**** DATA LISTING

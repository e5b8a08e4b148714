//! Scalar aliases shared across the workspace.
//!
//! All quantities are integers. Amounts use `u128` so that intermediate
//! products with time deltas and weights stay representable; NO floating
//! point is allowed anywhere in accrual computation.

/// Epoch number, 1-indexed from the program start (0 means "before start").
pub type EpochId = u64;

/// Wall-clock timestamp in microseconds.
pub type Timestamp = u64;

/// Token amount in the smallest custody unit.
pub type Amount = u128;

/// Fixed-point value scaled by [`crate::fixed_point::FP_SCALE`].
pub type FixedPoint = u128;

/// Time integral of staked amount (amount × microseconds).
pub type StakeUnits = u128;

/// Allocation weight numerator (parts of the allocation denominator).
pub type Weight = u64;

/// Sequential allocation policy version, starting at 1.
pub type VersionId = u32;
//! Versioned allocation policy: how the per-epoch reward budget splits
//! across pools.
//!
//! Weights are parts per billion and every version must partition the whole
//! budget. Versions never apply retroactively: publishing a new version
//! first stamps every still-open epoch with the version that was in force
//! while it was open, and the new weights only take effect from the epoch
//! after the current one. A stamped epoch keeps its version forever.

use serde::{Deserialize, Serialize};
use std::collections::BTreeMap;
use thiserror::Error;
use tidemill_types::{EpochClock, EpochId, PoolId, Timestamp, VersionId, Weight};
use tracing::{debug, info};

/// Weight denominator: weights are parts per billion.
pub const ALLOCATION_DENOM: Weight = 1_000_000_000;

/// Upper bound on pools per version; keeps the per-settlement weight scan
/// cheap.
pub const MAX_POOLS_PER_VERSION: usize = 256;

#[derive(Debug, Error, Clone, PartialEq, Eq)]
pub enum AllocationError {
    #[error("allocation weights must name at least one pool")]
    EmptyWeights,

    #[error("pool {pool} appears more than once in the weight table")]
    DuplicatePool { pool: PoolId },

    #[error("weights sum to {sum}, must sum to {ALLOCATION_DENOM}")]
    WeightSumMismatch { sum: u128 },

    #[error("weight table names {count} pools, at most {MAX_POOLS_PER_VERSION} allowed")]
    TooManyPools { count: usize },

    #[error(
        "first allocation must be set before the program opens (now {now}, opens at {start_time_us})"
    )]
    FirstVersionAfterOpen { now: Timestamp, start_time_us: Timestamp },
}

/// One pool's share of the budget under a given version.
#[derive(Debug, Clone, Copy, PartialEq, Eq, Serialize, Deserialize)]
pub struct PoolWeight {
    pub pool: PoolId,
    /// Numerator over [`ALLOCATION_DENOM`].
    pub weight: Weight,
}

/// One immutable policy version.
#[derive(Debug, Clone, PartialEq, Eq, Serialize, Deserialize)]
pub struct PolicyVersion {
    /// Sequential id, starting at 1.
    pub id: VersionId,
    /// First epoch this version's weights apply to.
    pub first_epoch: EpochId,
    pub weights: Vec<PoolWeight>,
}

impl PolicyVersion {
    /// Weight of `pool` under this version; pools the version does not name
    /// get nothing.
    pub fn weight_of(&self, pool: PoolId) -> Weight {
        self.weights
            .iter()
            .find(|w| w.pool == pool)
            .map(|w| w.weight)
            .unwrap_or(0)
    }
}

/// The full version history plus the per-epoch version stamps.
#[derive(Debug, Clone, Default)]
pub struct AllocationBook {
    versions: Vec<PolicyVersion>,
    stamps: BTreeMap<EpochId, VersionId>,
}

impl AllocationBook {
    pub fn new() -> Self {
        Self::default()
    }

    /// True once at least one version exists.
    pub fn has_policy(&self) -> bool {
        !self.versions.is_empty()
    }

    pub fn version_count(&self) -> usize {
        self.versions.len()
    }

    pub fn versions(&self) -> &[PolicyVersion] {
        &self.versions
    }

    pub fn stamps(&self) -> impl Iterator<Item = (EpochId, VersionId)> + '_ {
        self.stamps.iter().map(|(e, v)| (*e, *v))
    }

    /// Publish a new version.
    ///
    /// The very first version must land before the program opens; after
    /// that, publishing at any time stamps epochs `1..=current` with the
    /// versions that were in force while they were open (skipping epochs
    /// already stamped) and schedules the new weights from `current + 1`.
    pub fn set_allocation(
        &mut self,
        weights: Vec<PoolWeight>,
        clock: &EpochClock,
        now: Timestamp,
    ) -> Result<VersionId, AllocationError> {
        validate_weights(&weights)?;

        if self.versions.is_empty() {
            if clock.has_started(now) {
                return Err(AllocationError::FirstVersionAfterOpen {
                    now,
                    start_time_us: clock.start_time_us,
                });
            }
            self.versions.push(PolicyVersion {
                id: 1,
                first_epoch: 1,
                weights,
            });
            info!(version = 1, "initial allocation policy set");
            return Ok(1);
        }

        let current = clock.epoch_of(now);
        for epoch in 1..=current {
            self.stamp(epoch);
        }

        let id = self.versions.last().map(|v| v.id).unwrap_or(0) + 1;
        let first_epoch = current + 1;
        self.versions.push(PolicyVersion {
            id,
            first_epoch,
            weights,
        });
        info!(version = id, first_epoch, "allocation policy updated");
        Ok(id)
    }

    /// The version whose weights governed `epoch`: the latest version with
    /// `first_epoch <= epoch`. `None` only before any version exists.
    pub fn version_in_force(&self, epoch: EpochId) -> Option<VersionId> {
        self.versions
            .iter()
            .rev()
            .find(|v| v.first_epoch <= epoch)
            .map(|v| v.id)
    }

    /// The permanent stamp of `epoch`, if it has one.
    pub fn stamp_for(&self, epoch: EpochId) -> Option<VersionId> {
        self.stamps.get(&epoch).copied()
    }

    /// Stamp `epoch` with its in-force version if it is not stamped yet,
    /// and return the stamped id. Stamps are write-once.
    pub fn stamp(&mut self, epoch: EpochId) -> Option<VersionId> {
        if let Some(id) = self.stamps.get(&epoch) {
            return Some(*id);
        }
        let id = self.version_in_force(epoch)?;
        self.stamps.insert(epoch, id);
        debug!(epoch, version = id, "epoch stamped with allocation version");
        Some(id)
    }

    /// Weight of `pool` under version `id`; unknown versions get nothing.
    pub fn weight_of(&self, id: VersionId, pool: PoolId) -> Weight {
        self.versions
            .iter()
            .find(|v| v.id == id)
            .map(|v| v.weight_of(pool))
            .unwrap_or(0)
    }
}

fn validate_weights(weights: &[PoolWeight]) -> Result<(), AllocationError> {
    if weights.is_empty() {
        return Err(AllocationError::EmptyWeights);
    }
    if weights.len() > MAX_POOLS_PER_VERSION {
        return Err(AllocationError::TooManyPools {
            count: weights.len(),
        });
    }
    for (i, w) in weights.iter().enumerate() {
        if weights[..i].iter().any(|prev| prev.pool == w.pool) {
            return Err(AllocationError::DuplicatePool { pool: w.pool });
        }
    }
    let sum: u128 = weights.iter().map(|w| w.weight as u128).sum();
    if sum != ALLOCATION_DENOM as u128 {
        return Err(AllocationError::WeightSumMismatch { sum });
    }
    Ok(())
}
//! Tidemill accrual engine.
//!
//! Epoch-based staking with lazily computed time-weighted reward shares,
//! linear vesting over a fixed window of future epochs, and immediate
//! pro-rata yield interest. The engine keeps no clock of its own: every
//! public operation settles the caller's pending entitlements up to the
//! supplied `now` before mutating any stake, and the per-epoch accounting
//! is reconstructed exactly from sparse, event-triggered updates.
//!
//! Entry point: [`program::IncentiveProgram`]. Collaborators (custody,
//! market discovery, yield source) are injected as trait objects.

pub mod accrual;
pub mod allocation;
pub mod config;
pub mod custody;
pub mod error;
pub mod funding;
pub mod interest;
pub mod ledger;
pub mod market;
pub mod program;
pub mod yield_source;

pub use config::EngineConfig;
pub use error::{EngineError, EngineResult};
pub use program::{ClaimOutcome, IncentiveProgram, PoolOverview, ProgramSnapshot};
//! Engine configuration.

use serde::{Deserialize, Serialize};
use thiserror::Error;
use tidemill_types::{AccountId, AssetId, EpochClock, FixedPoint, Timestamp, DEFAULT_POW_PRECISION};

/// Upper bound for the yield drift threshold (100% in basis points).
pub const MAX_DRIFT_BPS: u32 = 10_000;

#[derive(Debug, Error, Clone, Copy, PartialEq, Eq)]
pub enum ConfigError {
    #[error("epoch duration must be nonzero")]
    ZeroEpochDuration,

    #[error("vesting window must cover at least one epoch")]
    ZeroVestingWindow,

    #[error("yield drift threshold {bps} bps exceeds {MAX_DRIFT_BPS}")]
    DriftThresholdTooLarge { bps: u32 },

    #[error("power series precision must be nonzero")]
    ZeroPowPrecision,
}

/// Static parameters of one program deployment, validated on construction.
#[derive(Debug, Clone, Copy, PartialEq, Eq, Serialize, Deserialize)]
pub struct EngineConfig {
    /// Timestamp at which epoch 1 begins (microseconds).
    pub start_time_us: Timestamp,
    /// Width of every epoch (microseconds).
    pub epoch_duration_us: u64,
    /// Number of future epochs a matured reward share vests over (N >= 1).
    pub vesting_epochs: u32,
    /// Asset the funding schedule is denominated in and rewards pay out in.
    pub reward_asset: AssetId,
    /// Sole account allowed to call `set_allocation` / `add_funding`.
    pub authority: AccountId,
    /// Relative drift (basis points) of the observed yield balance that
    /// triggers an index recompute. 0 recomputes on every settlement.
    pub yield_drift_bps: u32,
    /// Termination threshold for the fractional-power series; handed to
    /// yield sources that compound growth.
    pub pow_precision: FixedPoint,
}

impl Default for EngineConfig {
    fn default() -> Self {
        Self {
            start_time_us: 0,
            // Weekly epochs
            epoch_duration_us: 7 * 24 * 60 * 60 * 1_000_000,
            vesting_epochs: 4,
            reward_asset: AssetId::default(),
            authority: AccountId::default(),
            // 1% relative drift before the yield index is recomputed
            yield_drift_bps: 100,
            pow_precision: DEFAULT_POW_PRECISION,
        }
    }
}

impl EngineConfig {
    pub fn validate(&self) -> Result<(), ConfigError> {
        if self.epoch_duration_us == 0 {
            return Err(ConfigError::ZeroEpochDuration);
        }
        if self.vesting_epochs == 0 {
            return Err(ConfigError::ZeroVestingWindow);
        }
        if self.yield_drift_bps > MAX_DRIFT_BPS {
            return Err(ConfigError::DriftThresholdTooLarge {
                bps: self.yield_drift_bps,
            });
        }
        if self.pow_precision == 0 {
            return Err(ConfigError::ZeroPowPrecision);
        }
        Ok(())
    }

    /// Epoch clock anchored at this deployment's start time.
    pub const fn clock(&self) -> EpochClock {
        EpochClock::new(self.start_time_us, self.epoch_duration_us)
    }
}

********

> _ASSIGNMENT_
In the data above, how many lines contain the word "Some"? Write the number only.

> _SOLUTION TO THIS EXERCISE_
3